Stan Lee: A Life in Comics by Liel Leibovitz tells of how a poor Jewish kid from The Bronx transformed himself to be the face of geek culture. As his fame grew, Stan Lee found himself being distanced further and further from the creative work which he found so fulfilling, ending up being a Marvel spokesman with very little control over the creative efforts.
Stan Lee loved being a spokesman, he loved interacting with his audience and went on a college tour. He hung out with his fans and tried to implement their ideas, and wishes, when he got back to Marvel’s creative team.

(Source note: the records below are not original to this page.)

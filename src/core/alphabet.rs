use crate::utils::error::{KataError, Result};

const KATA: &str = "alphabet_replace";

/// Replaces every letter with its 1-based alphabet position, joined by single spaces.
///
/// Spaces are dropped entirely. Any other non-letter is rejected.
pub fn alphabet_replace(text: &str) -> Result<String> {
    let mut positions = Vec::with_capacity(text.len());

    for (index, ch) in text.chars().enumerate() {
        if ch == ' ' {
            continue;
        }
        if !ch.is_ascii_alphabetic() {
            return Err(KataError::invalid_argument(
                KATA,
                format!("'{}' at position {} is not a letter", ch, index),
            ));
        }
        let position = ch.to_ascii_lowercase() as u8 - b'a' + 1;
        positions.push(position.to_string());
    }

    Ok(positions.join(" "))
}

#[cfg(test)]
mod tests {
    use super::*;
    use crate::utils::error::ErrorCategory;

    #[test]
    fn test_alphabet_replace() {
        assert_eq!(alphabet_replace("cab").unwrap(), "3 1 2");
        assert_eq!(alphabet_replace("az").unwrap(), "1 26");
    }

    #[test]
    fn test_alphabet_replace_drops_spaces() {
        assert_eq!(alphabet_replace("a b").unwrap(), "1 2");
        assert_eq!(alphabet_replace("  a   b  ").unwrap(), "1 2");
        assert_eq!(alphabet_replace("   ").unwrap(), "");
        assert_eq!(alphabet_replace("").unwrap(), "");
    }

    #[test]
    fn test_alphabet_replace_is_case_insensitive() {
        assert_eq!(alphabet_replace("Hello World").unwrap(), "8 5 12 12 15 23 15 18 12 4");
        assert_eq!(alphabet_replace("CAB").unwrap(), alphabet_replace("cab").unwrap());
    }

    #[test]
    fn test_alphabet_replace_rejects_non_letters() {
        for text in ["abc!", "r2d2", "tab\there", "café"] {
            let err = alphabet_replace(text).unwrap_err();
            assert_eq!(err.category(), ErrorCategory::InvalidArgument, "{}", text);
        }
    }

    #[test]
    fn test_alphabet_replace_reports_position() {
        let err = alphabet_replace("ab?").unwrap_err();
        assert!(err.to_string().contains("position 2"));
    }
}
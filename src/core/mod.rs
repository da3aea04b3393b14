pub mod alphabet;
pub mod engine;
pub mod kata;
pub mod matrix;
pub mod numbers;
pub mod orchard;
pub mod records;

pub use crate::domain::model::{Dog, Matrix, Person, Record, Residence};
pub use crate::utils::error::Result;
pub use alphabet::alphabet_replace;
pub use kata::KataKind;
pub use matrix::generate_matrix;
pub use numbers::no_boring_zeros;
pub use orchard::find_wrong_way_fruit;
pub use records::{get_pug_owners, tally_in_city, translate_key, PUG};
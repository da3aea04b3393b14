/// Strips trailing decimal zeros, keeping the sign. Zero stays zero.
pub fn no_boring_zeros(n: i64) -> i64 {
    let mut trimmed = n;
    while trimmed != 0 && trimmed % 10 == 0 {
        trimmed /= 10;
    }
    trimmed
}

#[cfg(test)]
mod tests {
    use super::*;

    #[test]
    fn test_no_boring_zeros() {
        assert_eq!(no_boring_zeros(1050), 105);
        assert_eq!(no_boring_zeros(-1050), -105);
        assert_eq!(no_boring_zeros(1_000_000), 1);
        assert_eq!(no_boring_zeros(101), 101);
    }

    #[test]
    fn test_no_boring_zeros_fixed_points() {
        assert_eq!(no_boring_zeros(0), 0);
        for digit in -9..=9 {
            assert_eq!(no_boring_zeros(digit), digit);
        }
    }

    #[test]
    fn test_no_boring_zeros_extremes() {
        assert_eq!(no_boring_zeros(i64::MIN), i64::MIN);
        assert_eq!(no_boring_zeros(-9_000_000_000_000_000_000), -9);
    }
}
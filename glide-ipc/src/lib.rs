//! # glide-ipc
//!
//! Client engine multiplexing many concurrent requests over one stream to
//! the glide core.
//!
//! ## Architecture
//!
//! ```text
//! caller ──► GlideClient ──► PendingCalls (id + reply slot)
//!                 │
//!                 ▼
//!           BufferedWriter ──► [varint len][CommandRequest] ──► core
//!                                                                │
//! caller ◄── ReplyFuture ◄── Demultiplexer ◄── [varint len][Response]
//!                                 │
//!                                 └──► PushDispatcher (pub/sub)
//! ```
//!
//! - [`PendingCalls`]: correlation ids and single-assignment reply slots
//! - [`BufferedWriter`]: try-acquire flush right, batched ordered writes
//! - [`Demultiplexer`]: the single stream reader, routes every frame
//! - [`PushDispatcher`]: callback or pull delivery of push messages
//! - [`GlideClient`]: lifecycle, handshake, and the request API
//!
//! Replies may arrive in any order; the correlation id is the only link
//! between a request and its reply.

#![deny(missing_docs)]
#![deny(clippy::unwrap_used)]

// =============================================================================
// Modules
// =============================================================================

/// Connection manager and public API.
pub mod client;

/// Client configuration.
pub mod config;

/// Stream demultiplexer.
pub mod demux;

/// Client error types.
pub mod error;

/// Pending-call table.
pub mod pending;

/// Push dispatcher.
pub mod pubsub;

/// Request envelope builders.
pub mod request;

/// Buffered writer.
pub mod writer;

// =============================================================================
// Public API Re-exports
// =============================================================================

pub use client::{ConnectionState, GlideClient};
pub use config::{
    BackoffStrategy, ClientConfig, NodeAddress, ProtocolVersion, PubSubChannelModes,
    PubSubContext, PubSubSubscriptions, PushCallback, ReadFrom, ServerCredentials,
};
pub use demux::Demultiplexer;
pub use error::{ClientError, ClientResult, RequestErrorKind};
pub use pending::{PendingCalls, ReplyFuture};
pub use pubsub::{PushDispatcher, PushMessage};
pub use request::{ClusterScanCursor, RequestEncoder, Route, ScanOptions, SlotType};
pub use writer::{BufferedWriter, Outbound};

pub use glide_ipc_core::{proto::RequestType, CoreConnector, HandleRegistry, HandleStore, Value};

The book follows Stan Lee throughout his career, focusing on some of the biggest characters he created and how his and Jack Kirby’s poor background, and Jewish heritage might have influenced their inception. It’s important to note that this is all conjuncture by the author, Stan Lee have always been purposely ambiguous about these issues, mainly because he wanted fans to have their own ideas. I remember seeing him retelling the origin of Spiderman, ending it with “I told this story so often, one day it might actually be true”; telling the frustrated host “you want the truth or a good story?”
We all want a good story.
Some of the chapters tell of Stan Lee’s contribution to the character Captain American (a Jack Kirby creation) and his own creations of the Fantastic Four – Mister Fantastic (Reed Richards), the Invisible Woman (Susan “Sue” Storm), the Human Torch (Johnny Storm),and the Thing (Ben Grimm) – the original X-Men with the civil rights counterparts (Martin Luther King Jr. and Malcolm X), and Spiderman which, at the time, was the antithesis to everything which screamed “comic book hero”.
Marvel has been in decline (as a former share owner, I can still see my shares disappear), but when Disney bought the company it has a revival with Iron-Man (a second rate character in the comics), and the Marvel Cinematic Universe became one of the biggest grossing, if not the biggest, franchise in movie history. Stan Lee, of course, has become the cameo king of the movie world.